Finding delta between events that are outside of the `time_bucket` window

chrishop · September 5, 2023, 7:41am

I have hyper-table which has a list of events.
Each event represents an AWS instance changing price.
For a given window of time I want to calculate total cost of all the running instances within that window.

Let me give you an example. Say we have a table called instance_events:

| created_at | cost_per_minute |
|------------|-----------------|
|   08:04:00 |               0 |
|   08:14:00 |              10 |
|   08:17:00 |              15 |
|   08:19:00 |               0 |
|   08:22:00 |              10 |

If we calculate the window from 08:15:00 -> 08:20:00:

At 08:15:00 -> 08:17:00 the instance costs is $10, so the cost here is $10 * 2 mins = $20
At 08:17:00 -> 08:19:00 the instance cost is now $15, so the cost here is $15 * 2 mins = $30
At 08:19:00 -> 08:20:00 the instance cost is $0 so the cost here is $0 * 1 min = $0

We can then sum these values $20 + $30 + $0 = $50.
So from 08:15:00 -> 08:20:00 the total money spent is $50.

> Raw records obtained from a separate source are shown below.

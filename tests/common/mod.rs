//! Shared test infrastructure for CLI integration tests.

use std::fs;
use std::path::{Path, PathBuf};
use std::process::{Command, Output};
use tempfile::TempDir;

/// A scratch workspace holding an environment descriptor whose directories
/// all live inside the temp dir.
pub struct Workspace {
    pub dir: TempDir,
}

impl Workspace {
    pub fn create() -> Self {
        let dir = TempDir::new().expect("create temp dir");
        let ws = Self { dir };
        fs::create_dir_all(ws.path("user")).expect("create user dir");
        fs::write(ws.env_file(), ws.env_yaml()).expect("write env descriptor");
        ws
    }

    pub fn path(&self, rel: &str) -> PathBuf {
        self.dir.path().join(rel)
    }

    pub fn env_file(&self) -> PathBuf {
        self.path("env.yaml")
    }

    fn env_yaml(&self) -> String {
        let root = self.dir.path().display();
        format!(
            "env:\n\
             \x20 bat:\n\
             \x20   user-dir: {root}/user\n\
             \x20   work-dir: {root}/work\n\
             \x20   logs-dir: {root}/logs\n\
             \x20   log-at: all\n\
             \x20   print-at: error\n\
             \x20 git:\n\
             \x20   repo: https://git.example.gov/blossom/ato.git\n\
             \x20   repo-dir: {root}/repo\n\
             \x20   fragment-dir: ato/fragments\n\
             \x20   ssp: ato/ssp.xml\n\
             \x20 aws:\n\
             \x20   idp-pool: us-east-1_TESTPOOL\n\
             \x20   s3-drop-name: blossom-drop\n\
             \x20   s3-drop-url: s3://blossom-drop\n\
             \x20 ssm:\n\
             \x20   instance-id: i-0123456789\n\
             \x20   remote-env-file: /srv/blossom/env-ec2-prod.yaml\n"
        )
    }

    /// Write a request descriptor and return its path.
    pub fn request(&self, name: &str) -> PathBuf {
        let path = self.path(name);
        fs::write(
            &path,
            "branch_name: ticket-42\nfile: users/aort_created.yaml\nissue_number: 42\n",
        )
        .expect("write request");
        path
    }

    pub fn write(&self, name: &str, text: &str) -> PathBuf {
        let path = self.path(name);
        fs::write(&path, text).expect("write file");
        path
    }
}

pub fn bops<I, S>(args: I) -> Output
where
    I: IntoIterator<Item = S>,
    S: AsRef<std::ffi::OsStr>,
{
    Command::new(env!("CARGO_BIN_EXE_bops"))
        .args(args)
        .env_remove("RUST_LOG")
        .output()
        .expect("run bops")
}

pub fn stdout(output: &Output) -> String {
    String::from_utf8_lossy(&output.stdout).into_owned()
}

pub fn arg(path: &Path) -> String {
    path.display().to_string()
}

I can write a long ugly query in postgresql that does the job

Pure Postgres Query

WITH
first_event AS (SELECT 15 AS t, COALESCE((SELECT cost_per_hour FROM wat_test WHERE t <= 15 ORDER BY t desc LIMIT 1), 0) AS cost_per_hour),
last_event AS (SELECT 20 as t, COALESCE((SELECT cost_per_hour FROM wat_test WHERE t = 20), 0) AS cost_per_hour),
within_window AS (SELECT * FROM wat_test WHERE t >= 15 AND t < 20),
all_events AS (SELECT * FROM first_event UNION SELECT * FROM within_window UNION SELECT * FROM last_event),
ordered_events AS (SELECT * FROM all_events ORDER BY t ASC),
with_diff AS (SELECT *, LEAD(t) OVER (ORDER BY t) as t_2, LEAD(t) OVER (ORDER BY t) - t  as diff FROM ordered_events)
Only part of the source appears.